Representatives from several nonprofit and government agencies gathered at Mt. Zion Baptist Church yesterday to form an emergency strategy to address a sharp spike in vehicle theft by a relatively small number of teens, forming a plan to aggressively intervene with the families of several young offenders. In the meantime, there’s one thing you can do to help: don’t leave your keys in your car.

Just this month, in fact, 54 cars have been stolen in the City of Madison alone. Of those, 51 had keys in them and 39 were left running unattended.

“It’s virtually nonexistent” for cars to be burglarized or hot-wired, said Madison Police Sergeant Rahim Rahaman. “It’s an opportunity crime.”

Rahaman said 505 vehicles were stolen in Madison in 2017 alone, up sharply from previous years, most of them left idling or with keys in them. Most cars are recovered, but most of those stealing them are not caught. Rahaman said he believes it’s a group of 10 – 14 teens aged 13 to 16 responsible for most of the increase.

Vehicle thefts are a problem not only because of the damage done to cars, but because of the danger young drivers pose. To protect their vehicles, residents are encouraged to take necessary measures like installing surveillance cameras and seeking professional garage door repair services to provide garage door spring repair and fix or upgrade their garage doors. A residential or business locksmith can also help upgrade the locks in their property for better security. Car owners may need to build a new garage to provide a safe and secure storage space for their vehicles. Visit sites like if you need a professional locksmith to install new and secure locks in your garage.

Whether it’s a lost key or a security upgrade, our expert locksmith services in Miramar are designed to meet all your needs with efficiency and precision.

“We’re getting closer and closer to the point where someone is going to die,” said Madison Police Captain Cory Nelson.

Both Nelson and Fitchburg Police Chief Don Bates said their departments do not engage in high-speed chases of stolen vehicles because of the potential danger posed to the community.

“What does a 13-year-old know about driving a car, about controlling a car? We need to do something about this. We are going to lose some kids,” Bates said.

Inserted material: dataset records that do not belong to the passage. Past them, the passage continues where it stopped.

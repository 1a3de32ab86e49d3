//! Authoritative game grid: cell states, the fleet and shot resolution.
//!
//! `GridState` has a single mutator and no interior locking. Hosts that share
//! it between threads must serialize access themselves.

use alloc::vec;
use alloc::vec::Vec;
use core::fmt;
use log::{debug, info};
use rand::Rng;

use crate::common::{Cell, GameStatus, GridError, ShotResult};
use crate::config::{FleetComposition, GameConfig};
use crate::placer::{Fleet, FleetPlacer};
use crate::ship::Ship;

/// Shot counters; only shots that changed a cell are counted.
#[derive(Debug, Clone, Copy, Default, PartialEq, Eq)]
#[cfg_attr(feature = "std", derive(serde::Serialize))]
pub struct ShotStats {
    pub shots: usize,
    pub hits: usize,
    pub misses: usize,
}

/// N×N grid of [`Cell`]s together with the fleet placed on it.
#[derive(Clone, PartialEq, Eq)]
pub struct GridState {
    grid_size: usize,
    cells: Vec<Cell>,
    fleet: Fleet,
    remaining: usize,
    game_over: bool,
    stats: ShotStats,
}

impl GridState {
    /// An all-`Empty` grid with no fleet.
    pub fn empty(grid_size: usize) -> Self {
        Self {
            grid_size,
            cells: vec![Cell::Empty; grid_size * grid_size],
            fleet: Fleet::default(),
            remaining: 0,
            game_over: false,
            stats: ShotStats::default(),
        }
    }

    /// Create a grid and place a random fleet on it.
    pub fn new<R: Rng + ?Sized>(
        grid_size: usize,
        composition: &FleetComposition,
        rng: &mut R,
    ) -> Self {
        let mut state = Self::empty(grid_size);
        state.reset(grid_size, composition, rng);
        state
    }

    /// Create a grid from a [`GameConfig`].
    pub fn from_config<R: Rng + ?Sized>(config: &GameConfig, rng: &mut R) -> Result<Self, GridError> {
        config.validate()?;
        Ok(Self::new(config.grid_size, &config.fleet, rng))
    }

    /// Create a grid with an explicit, validated layout.
    pub fn from_ships<I>(grid_size: usize, ships: I) -> Result<Self, GridError>
    where
        I: IntoIterator<Item = Ship>,
    {
        let fleet = Fleet::from_ships(grid_size, ships)?;
        let mut state = Self::empty(grid_size);
        state.install(fleet);
        Ok(state)
    }

    /// Discard all state and start a new game with a freshly placed fleet.
    ///
    /// Returns the new fleet; a fleet with [`Fleet::skipped`] ships is not an
    /// error.
    pub fn reset<R: Rng + ?Sized>(
        &mut self,
        grid_size: usize,
        composition: &FleetComposition,
        rng: &mut R,
    ) -> &Fleet {
        *self = Self::empty(grid_size);
        let fleet = FleetPlacer::new(grid_size).place(composition, rng);
        self.install(fleet);
        info!(
            "new game on {}x{} grid: {}/{} ships placed",
            grid_size,
            grid_size,
            self.fleet.placed(),
            self.fleet.requested()
        );
        &self.fleet
    }

    fn install(&mut self, fleet: Fleet) {
        for ship in fleet.ships() {
            for (x, y) in ship.cells() {
                self.cells[y * self.grid_size + x] = Cell::Ship;
            }
        }
        self.remaining = fleet.cell_count();
        self.fleet = fleet;
    }

    #[inline]
    fn index(&self, x: usize, y: usize) -> Option<usize> {
        (x < self.grid_size && y < self.grid_size).then(|| y * self.grid_size + x)
    }

    /// Fire at (`x`, `y`).
    ///
    /// `Empty` becomes `Miss`, `Ship` becomes `Hit`; resolved cells and
    /// off-grid coordinates leave the state untouched.
    pub fn shoot(&mut self, x: usize, y: usize) -> ShotResult {
        let Some(idx) = self.index(x, y) else {
            debug!("shot at ({}, {}) is off the grid", x, y);
            return ShotResult::OutOfBounds;
        };
        let result = match self.cells[idx] {
            Cell::Ship => {
                self.cells[idx] = Cell::Hit;
                self.remaining -= 1;
                self.stats.hits += 1;
                if self.remaining == 0 {
                    self.game_over = true;
                    info!("all ships sunk after {} shots", self.stats.shots + 1);
                }
                ShotResult::Hit
            }
            Cell::Empty => {
                self.cells[idx] = Cell::Miss;
                self.stats.misses += 1;
                ShotResult::Miss
            }
            Cell::Hit | Cell::Miss => ShotResult::NoOp,
        };
        if result != ShotResult::NoOp {
            self.stats.shots += 1;
        }
        debug!("shot at ({}, {}) -> {:?}", x, y, result);
        result
    }

    /// State of the cell at (`x`, `y`).
    pub fn cell_state(&self, x: usize, y: usize) -> Result<Cell, GridError> {
        self.index(x, y)
            .map(|idx| self.cells[idx])
            .ok_or(GridError::OutOfBounds { x, y })
    }

    /// `true` when no cell still holds an intact ship segment.
    pub fn is_won(&self) -> bool {
        self.remaining == 0
    }

    /// `true` once a winning hit has landed; cleared by [`GridState::reset`].
    ///
    /// Unlike [`GridState::is_won`] this stays `false` for a game that
    /// started without any ship cells.
    pub fn is_game_over(&self) -> bool {
        self.game_over
    }

    pub fn status(&self) -> GameStatus {
        if self.is_won() {
            GameStatus::Won
        } else {
            GameStatus::InProgress
        }
    }

    pub fn grid_size(&self) -> usize {
        self.grid_size
    }

    pub fn fleet(&self) -> &Fleet {
        &self.fleet
    }

    pub fn ships(&self) -> &[Ship] {
        self.fleet.ships()
    }

    /// Intact ship cells left on the grid.
    pub fn remaining_ship_cells(&self) -> usize {
        self.remaining
    }

    pub fn stats(&self) -> ShotStats {
        self.stats
    }

    /// Index into [`GridState::ships`] of the ship covering (`x`, `y`).
    pub fn ship_at(&self, x: usize, y: usize) -> Option<usize> {
        self.ships().iter().position(|ship| ship.contains(x, y))
    }

    /// `true` if every cell of ship `index` has been hit.
    pub fn is_sunk(&self, index: usize) -> bool {
        self.ships().get(index).is_some_and(|ship| {
            ship.cells()
                .all(|(x, y)| self.cells[y * self.grid_size + x] == Cell::Hit)
        })
    }

    /// Number of ships with every cell hit.
    pub fn sunk_count(&self) -> usize {
        (0..self.ships().len()).filter(|&i| self.is_sunk(i)).count()
    }

    /// Row-major iterator of `((x, y), cell)`.
    pub fn cells(&self) -> impl Iterator<Item = ((usize, usize), Cell)> + '_ {
        let n = self.grid_size;
        self.cells
            .iter()
            .enumerate()
            .map(move |(idx, &cell)| ((idx % n, idx / n), cell))
    }
}

impl fmt::Debug for GridState {
    fn fmt(&self, f: &mut fmt::Formatter<'_>) -> fmt::Result {
        write!(
            f,
            "GridState {{ size: {}, remaining: {}, game_over: {}, stats: {:?}, ships: {:?} }}",
            self.grid_size, self.remaining, self.game_over, self.stats, self.fleet.ships()
        )
    }
}

/// Renders the player's view: ships stay hidden until hit.
impl fmt::Display for GridState {
    fn fmt(&self, f: &mut fmt::Formatter<'_>) -> fmt::Result {
        for row in self.cells.chunks(self.grid_size.max(1)) {
            for (i, cell) in row.iter().enumerate() {
                if i > 0 {
                    f.write_str(" ")?;
                }
                let ch = match cell {
                    Cell::Hit => 'X',
                    Cell::Miss => 'o',
                    Cell::Empty | Cell::Ship => '.',
                };
                write!(f, "{}", ch)?;
            }
            writeln!(f)?;
        }
        Ok(())
    }
}

#[cfg(test)]
mod tests {
    use super::*;
    use crate::ship::Orientation;
    use alloc::string::ToString;
    use rand::rngs::SmallRng;
    use rand::SeedableRng;

    fn single_destroyer() -> GridState {
        let ship = Ship::new(3, 3, 2, Orientation::Horizontal).unwrap();
        GridState::from_ships(10, [ship]).unwrap()
    }

    #[test]
    fn destroyer_scenario() {
        let mut grid = single_destroyer();
        assert_eq!(grid.shoot(0, 0), ShotResult::Miss);
        assert_eq!(grid.shoot(3, 3), ShotResult::Hit);
        assert!(!grid.is_won());
        assert!(!grid.is_sunk(0));
        assert_eq!(grid.shoot(4, 3), ShotResult::Hit);
        assert!(grid.is_won());
        assert!(grid.is_game_over());
        assert!(grid.is_sunk(0));
        assert_eq!(grid.shoot(3, 3), ShotResult::NoOp);
        assert_eq!(grid.status(), GameStatus::Won);
        assert_eq!(
            grid.stats(),
            ShotStats {
                shots: 3,
                hits: 2,
                misses: 1
            }
        );
    }

    #[test]
    fn off_grid_shot_leaves_state() {
        let mut grid = single_destroyer();
        let before = grid.clone();
        assert_eq!(grid.shoot(10, 5), ShotResult::OutOfBounds);
        assert_eq!(grid.shoot(5, 10), ShotResult::OutOfBounds);
        assert_eq!(grid, before);
        assert_eq!(
            grid.cell_state(10, 5),
            Err(GridError::OutOfBounds { x: 10, y: 5 })
        );
    }

    #[test]
    fn ship_lookup() {
        let grid = single_destroyer();
        assert_eq!(grid.ship_at(4, 3), Some(0));
        assert_eq!(grid.ship_at(5, 3), None);
        assert_eq!(grid.cell_state(4, 3), Ok(Cell::Ship));
        assert!(!grid.is_sunk(1));
    }

    #[test]
    fn empty_fleet_is_won_but_not_over() {
        let mut rng = SmallRng::seed_from_u64(0);
        let grid = GridState::new(5, &FleetComposition::empty(), &mut rng);
        assert!(grid.is_won());
        assert!(!grid.is_game_over());
    }

    #[test]
    fn reset_replaces_everything() {
        let mut rng = SmallRng::seed_from_u64(11);
        let mut grid = single_destroyer();
        grid.shoot(3, 3);
        grid.shoot(4, 3);
        let placed = grid.reset(8, &FleetComposition::default(), &mut rng).placed();
        assert_eq!(grid.grid_size(), 8);
        assert!(!grid.is_game_over());
        assert_eq!(grid.stats(), ShotStats::default());
        assert_eq!(grid.ships().len(), placed);
        let ship_cells = grid.cells().filter(|&(_, c)| c == Cell::Ship).count();
        assert_eq!(ship_cells, grid.remaining_ship_cells());
        assert!(grid.cells().all(|(_, c)| !c.is_resolved()));
    }

    #[test]
    fn debug_is_single_line() {
        let text = alloc::format!("{:?}", single_destroyer());
        assert!(text.starts_with("GridState { size: 10, remaining: 2,"));
        assert!(!text.contains('\n'));
    }

    #[test]
    fn display_hides_ships() {
        let ship = Ship::new(0, 0, 2, Orientation::Vertical).unwrap();
        let mut grid = GridState::from_ships(3, [ship]).unwrap();
        grid.shoot(0, 0);
        grid.shoot(2, 2);
        assert_eq!(grid.to_string(), "X . .\n. . .\n. . o\n");
    }
}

Bates said law enforcement efforts to reach out to youth so far have come up short.

“From what I’m seeing and what I’m hearing, they haven’t heard us,” he said. “I’m not sure what it’s going to take for them to understand this is serious.”

That’s why Pastor Marcus Allen called the meeting Tuesday — to gather resources to address the issue across agencies. About three dozen people attended, including representatives of the Madison Mayor’s office, Madison Police, Madison Metropolitan School District, Fitchburg Police, Dane County Human Services, Joining Forces for Families, Focused Interruption Coalition, and others.

“My purpose here is not to start a new initiative or program,” Allen said. “The only purpose we are here is to keep these boys and girls out of cars that don’t belong to them. It’s going to take a collaborative effort. My purpose for today is to bridge the gaps.”A

After some sharing of statistics and information — including the Madison Police Department’s assessment that a group of 10 – 14 teenagers with gang affiliations are involved in one way or another with most of the car thefts — several people listed resources that could be made available for long-term interventions. But none of that seemed quite urgent enough for some.

“We need to engage these kids today,” said Madison Deputy Mayor Gloria Reyes, a former Madison Police Detective.

After some brainstorming and discussion of obstacles to intervention — one of which is confidentiality of juveniles in the justice system, which can impede sharing of information across agencies — it was agreed that an immediate intervention strategy would be deployed, beginning with a partnership between Dane County social workers and Madison Metropolitan School District to reach out to the families of the teens to obtain permission to gather a team of social service professionals to construct targeted interventions to get the kids on the right track.

Several of the youth in question are already in detention, and some are “AWOL,” police said. Still, County social workers said they could connect with the families, even if the location of the teens isn’t known.

County and school social workers agreed to begin outreach to families as soon as this week, but said it might take up to three weeks before family meetings and interventions could be complete.

In the meantime, police and officials agreed that the community needs a widespread awareness campaign educating people on the danger of leaving their cars running unattended. No concrete plans were made for that, however.